**DESCRIPTION OF THE TASK**
Tell how many lines of the data include the word "expanded". Nothing but the number belongs in the answer.
----
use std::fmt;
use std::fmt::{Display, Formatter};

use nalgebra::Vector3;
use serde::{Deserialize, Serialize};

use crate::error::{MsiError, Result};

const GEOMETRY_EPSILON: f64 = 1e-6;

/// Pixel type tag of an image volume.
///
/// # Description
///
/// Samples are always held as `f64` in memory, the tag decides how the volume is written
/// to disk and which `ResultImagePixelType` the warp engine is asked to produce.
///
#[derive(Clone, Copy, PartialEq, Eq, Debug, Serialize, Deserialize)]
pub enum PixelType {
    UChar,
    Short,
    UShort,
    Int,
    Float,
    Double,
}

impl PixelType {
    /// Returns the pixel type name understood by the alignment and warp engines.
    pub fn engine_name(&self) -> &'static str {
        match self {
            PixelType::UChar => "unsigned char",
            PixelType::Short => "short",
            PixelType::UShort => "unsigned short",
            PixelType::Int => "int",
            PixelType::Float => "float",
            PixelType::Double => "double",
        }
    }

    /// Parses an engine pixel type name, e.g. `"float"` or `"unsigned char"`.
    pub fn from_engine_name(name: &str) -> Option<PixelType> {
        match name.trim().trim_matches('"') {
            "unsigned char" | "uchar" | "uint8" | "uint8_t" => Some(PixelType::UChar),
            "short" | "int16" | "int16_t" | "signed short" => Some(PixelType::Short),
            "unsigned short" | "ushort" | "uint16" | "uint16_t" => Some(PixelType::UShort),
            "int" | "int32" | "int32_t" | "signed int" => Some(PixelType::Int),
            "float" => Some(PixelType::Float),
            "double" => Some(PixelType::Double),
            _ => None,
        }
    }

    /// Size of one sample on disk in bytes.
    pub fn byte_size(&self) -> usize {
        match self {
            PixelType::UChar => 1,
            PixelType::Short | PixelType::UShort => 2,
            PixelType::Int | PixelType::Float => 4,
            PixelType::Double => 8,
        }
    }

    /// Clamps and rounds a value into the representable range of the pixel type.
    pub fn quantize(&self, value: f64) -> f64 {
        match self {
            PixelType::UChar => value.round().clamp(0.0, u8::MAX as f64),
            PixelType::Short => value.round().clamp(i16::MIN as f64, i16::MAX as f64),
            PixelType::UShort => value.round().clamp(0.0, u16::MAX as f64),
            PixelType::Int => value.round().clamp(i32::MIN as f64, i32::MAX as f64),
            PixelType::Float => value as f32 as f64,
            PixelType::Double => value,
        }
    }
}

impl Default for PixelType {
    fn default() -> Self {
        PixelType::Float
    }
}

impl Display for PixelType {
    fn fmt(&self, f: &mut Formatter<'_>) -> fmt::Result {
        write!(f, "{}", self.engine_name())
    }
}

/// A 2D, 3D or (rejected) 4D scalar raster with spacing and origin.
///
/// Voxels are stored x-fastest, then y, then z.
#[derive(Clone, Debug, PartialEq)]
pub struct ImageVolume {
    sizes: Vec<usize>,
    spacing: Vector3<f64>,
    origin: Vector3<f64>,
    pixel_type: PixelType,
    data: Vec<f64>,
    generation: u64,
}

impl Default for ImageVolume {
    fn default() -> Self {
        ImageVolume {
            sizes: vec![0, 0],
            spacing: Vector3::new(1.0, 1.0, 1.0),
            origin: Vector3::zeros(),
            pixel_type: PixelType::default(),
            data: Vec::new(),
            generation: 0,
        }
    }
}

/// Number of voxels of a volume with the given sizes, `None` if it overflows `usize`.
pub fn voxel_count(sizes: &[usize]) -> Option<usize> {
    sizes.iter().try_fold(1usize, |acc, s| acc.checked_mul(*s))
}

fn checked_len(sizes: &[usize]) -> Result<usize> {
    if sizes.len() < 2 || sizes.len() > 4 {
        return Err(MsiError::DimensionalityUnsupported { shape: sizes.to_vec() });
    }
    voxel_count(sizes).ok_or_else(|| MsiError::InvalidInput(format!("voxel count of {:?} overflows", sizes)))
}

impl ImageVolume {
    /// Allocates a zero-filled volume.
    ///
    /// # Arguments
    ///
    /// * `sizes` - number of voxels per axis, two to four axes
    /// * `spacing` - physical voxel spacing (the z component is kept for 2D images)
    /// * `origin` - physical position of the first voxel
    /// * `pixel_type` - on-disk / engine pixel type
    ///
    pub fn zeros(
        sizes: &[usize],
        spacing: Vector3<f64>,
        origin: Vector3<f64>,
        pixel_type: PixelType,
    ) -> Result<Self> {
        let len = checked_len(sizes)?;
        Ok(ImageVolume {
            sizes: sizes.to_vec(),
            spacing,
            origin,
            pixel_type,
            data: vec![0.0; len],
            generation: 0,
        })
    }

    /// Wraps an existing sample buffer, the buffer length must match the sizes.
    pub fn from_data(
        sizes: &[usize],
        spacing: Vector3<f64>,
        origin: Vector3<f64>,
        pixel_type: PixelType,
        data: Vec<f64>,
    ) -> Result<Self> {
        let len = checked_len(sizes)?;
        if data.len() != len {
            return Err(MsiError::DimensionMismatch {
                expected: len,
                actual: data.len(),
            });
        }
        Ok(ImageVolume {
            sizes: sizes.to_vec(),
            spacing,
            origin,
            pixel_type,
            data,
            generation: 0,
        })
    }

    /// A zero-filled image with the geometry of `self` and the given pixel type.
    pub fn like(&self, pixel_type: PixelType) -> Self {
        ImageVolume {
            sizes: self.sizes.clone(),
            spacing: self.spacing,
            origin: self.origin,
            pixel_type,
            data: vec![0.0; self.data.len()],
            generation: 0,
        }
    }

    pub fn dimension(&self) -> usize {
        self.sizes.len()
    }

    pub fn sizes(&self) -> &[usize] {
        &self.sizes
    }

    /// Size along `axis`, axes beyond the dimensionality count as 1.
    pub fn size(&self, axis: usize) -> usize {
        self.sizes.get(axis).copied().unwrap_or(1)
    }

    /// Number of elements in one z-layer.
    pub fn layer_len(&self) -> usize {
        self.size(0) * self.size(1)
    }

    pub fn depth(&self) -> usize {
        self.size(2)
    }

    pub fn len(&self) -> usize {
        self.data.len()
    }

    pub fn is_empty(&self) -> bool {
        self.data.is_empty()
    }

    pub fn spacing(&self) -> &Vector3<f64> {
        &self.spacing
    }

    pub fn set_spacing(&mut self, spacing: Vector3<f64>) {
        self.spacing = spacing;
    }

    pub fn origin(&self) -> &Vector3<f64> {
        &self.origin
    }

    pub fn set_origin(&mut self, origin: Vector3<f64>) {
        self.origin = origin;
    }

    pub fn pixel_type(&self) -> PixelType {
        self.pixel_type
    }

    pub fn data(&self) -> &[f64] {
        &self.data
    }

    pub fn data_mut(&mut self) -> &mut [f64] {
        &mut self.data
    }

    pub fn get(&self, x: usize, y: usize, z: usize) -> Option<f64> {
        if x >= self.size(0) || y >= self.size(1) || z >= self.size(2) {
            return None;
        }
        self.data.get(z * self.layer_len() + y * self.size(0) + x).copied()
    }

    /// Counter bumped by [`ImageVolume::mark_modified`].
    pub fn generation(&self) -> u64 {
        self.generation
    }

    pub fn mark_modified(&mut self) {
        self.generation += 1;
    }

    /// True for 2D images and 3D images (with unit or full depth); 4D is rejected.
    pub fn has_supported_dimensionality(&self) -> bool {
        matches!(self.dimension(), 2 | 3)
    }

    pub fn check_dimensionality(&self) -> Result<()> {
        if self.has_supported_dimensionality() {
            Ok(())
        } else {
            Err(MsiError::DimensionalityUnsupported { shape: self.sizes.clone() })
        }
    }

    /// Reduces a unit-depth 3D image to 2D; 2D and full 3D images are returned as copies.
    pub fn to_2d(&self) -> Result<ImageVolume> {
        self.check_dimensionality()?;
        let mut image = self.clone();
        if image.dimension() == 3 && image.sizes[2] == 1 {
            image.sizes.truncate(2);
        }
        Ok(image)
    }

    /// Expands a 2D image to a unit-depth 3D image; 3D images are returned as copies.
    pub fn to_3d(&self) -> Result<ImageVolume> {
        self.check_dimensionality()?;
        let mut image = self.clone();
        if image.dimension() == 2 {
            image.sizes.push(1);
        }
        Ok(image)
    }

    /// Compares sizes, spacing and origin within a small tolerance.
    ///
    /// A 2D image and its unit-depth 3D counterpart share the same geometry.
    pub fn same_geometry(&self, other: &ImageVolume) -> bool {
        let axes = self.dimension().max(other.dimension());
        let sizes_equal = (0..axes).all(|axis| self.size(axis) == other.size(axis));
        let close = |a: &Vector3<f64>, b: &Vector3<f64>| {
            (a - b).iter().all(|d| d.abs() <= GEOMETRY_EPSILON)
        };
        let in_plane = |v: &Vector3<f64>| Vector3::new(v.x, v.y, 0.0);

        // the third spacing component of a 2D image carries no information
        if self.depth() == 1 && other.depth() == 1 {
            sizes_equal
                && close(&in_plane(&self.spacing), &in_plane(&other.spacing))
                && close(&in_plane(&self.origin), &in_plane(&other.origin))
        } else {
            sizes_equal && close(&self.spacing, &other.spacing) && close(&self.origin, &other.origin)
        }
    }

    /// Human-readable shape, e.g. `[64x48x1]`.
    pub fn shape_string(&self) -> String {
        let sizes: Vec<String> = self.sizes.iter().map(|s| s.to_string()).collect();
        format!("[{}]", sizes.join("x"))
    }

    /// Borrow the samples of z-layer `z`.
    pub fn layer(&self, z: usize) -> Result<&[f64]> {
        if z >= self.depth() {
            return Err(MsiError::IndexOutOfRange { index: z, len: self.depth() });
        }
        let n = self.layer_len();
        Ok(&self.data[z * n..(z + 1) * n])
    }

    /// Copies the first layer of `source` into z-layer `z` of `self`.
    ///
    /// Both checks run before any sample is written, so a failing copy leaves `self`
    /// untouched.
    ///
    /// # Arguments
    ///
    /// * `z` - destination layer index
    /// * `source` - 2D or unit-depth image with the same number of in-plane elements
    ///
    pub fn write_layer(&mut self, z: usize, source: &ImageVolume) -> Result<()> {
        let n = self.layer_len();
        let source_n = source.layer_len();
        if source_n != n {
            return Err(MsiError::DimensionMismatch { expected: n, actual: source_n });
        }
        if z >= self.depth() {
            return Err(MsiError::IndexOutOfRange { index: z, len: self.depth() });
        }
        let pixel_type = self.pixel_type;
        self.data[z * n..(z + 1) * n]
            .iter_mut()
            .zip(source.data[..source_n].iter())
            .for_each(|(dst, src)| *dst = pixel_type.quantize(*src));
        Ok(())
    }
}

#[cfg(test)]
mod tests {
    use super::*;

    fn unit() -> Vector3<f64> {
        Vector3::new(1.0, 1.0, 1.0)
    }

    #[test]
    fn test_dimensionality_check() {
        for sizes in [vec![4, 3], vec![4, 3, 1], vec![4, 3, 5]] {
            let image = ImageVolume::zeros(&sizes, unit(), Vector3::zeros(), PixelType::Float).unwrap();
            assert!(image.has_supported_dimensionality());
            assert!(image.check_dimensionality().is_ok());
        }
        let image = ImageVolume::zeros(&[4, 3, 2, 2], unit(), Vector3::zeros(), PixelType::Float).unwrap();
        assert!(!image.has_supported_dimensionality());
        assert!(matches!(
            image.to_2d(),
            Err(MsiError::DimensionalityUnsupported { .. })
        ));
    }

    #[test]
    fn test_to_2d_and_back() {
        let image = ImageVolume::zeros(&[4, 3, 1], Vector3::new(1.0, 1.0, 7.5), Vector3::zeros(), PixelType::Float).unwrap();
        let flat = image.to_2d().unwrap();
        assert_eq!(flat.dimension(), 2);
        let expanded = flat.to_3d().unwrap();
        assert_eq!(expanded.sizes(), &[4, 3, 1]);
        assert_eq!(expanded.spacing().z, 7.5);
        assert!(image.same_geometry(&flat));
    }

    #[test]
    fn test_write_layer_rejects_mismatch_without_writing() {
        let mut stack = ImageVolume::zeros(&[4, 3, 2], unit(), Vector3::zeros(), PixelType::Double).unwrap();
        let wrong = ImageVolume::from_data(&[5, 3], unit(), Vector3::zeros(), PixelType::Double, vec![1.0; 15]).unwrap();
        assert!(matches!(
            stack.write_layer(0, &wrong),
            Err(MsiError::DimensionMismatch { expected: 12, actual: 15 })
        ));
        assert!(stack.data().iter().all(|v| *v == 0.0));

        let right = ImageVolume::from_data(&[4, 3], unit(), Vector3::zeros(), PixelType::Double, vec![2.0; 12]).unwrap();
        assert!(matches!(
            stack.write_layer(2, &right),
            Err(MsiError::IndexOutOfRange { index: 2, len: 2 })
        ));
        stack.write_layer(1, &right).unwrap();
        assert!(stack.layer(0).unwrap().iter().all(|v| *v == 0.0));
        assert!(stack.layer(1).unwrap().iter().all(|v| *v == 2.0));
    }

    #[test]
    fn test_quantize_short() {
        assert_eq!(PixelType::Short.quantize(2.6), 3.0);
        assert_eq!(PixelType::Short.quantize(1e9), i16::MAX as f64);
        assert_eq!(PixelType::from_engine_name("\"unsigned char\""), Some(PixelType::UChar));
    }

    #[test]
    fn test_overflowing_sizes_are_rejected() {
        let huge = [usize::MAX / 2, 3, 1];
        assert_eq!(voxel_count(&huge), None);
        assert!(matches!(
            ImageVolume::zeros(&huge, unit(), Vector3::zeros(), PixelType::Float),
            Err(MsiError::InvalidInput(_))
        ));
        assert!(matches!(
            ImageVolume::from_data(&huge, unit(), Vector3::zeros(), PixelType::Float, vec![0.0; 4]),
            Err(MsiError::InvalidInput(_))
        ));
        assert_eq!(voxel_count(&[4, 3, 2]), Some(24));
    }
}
----
**COMPLETED TASK**
3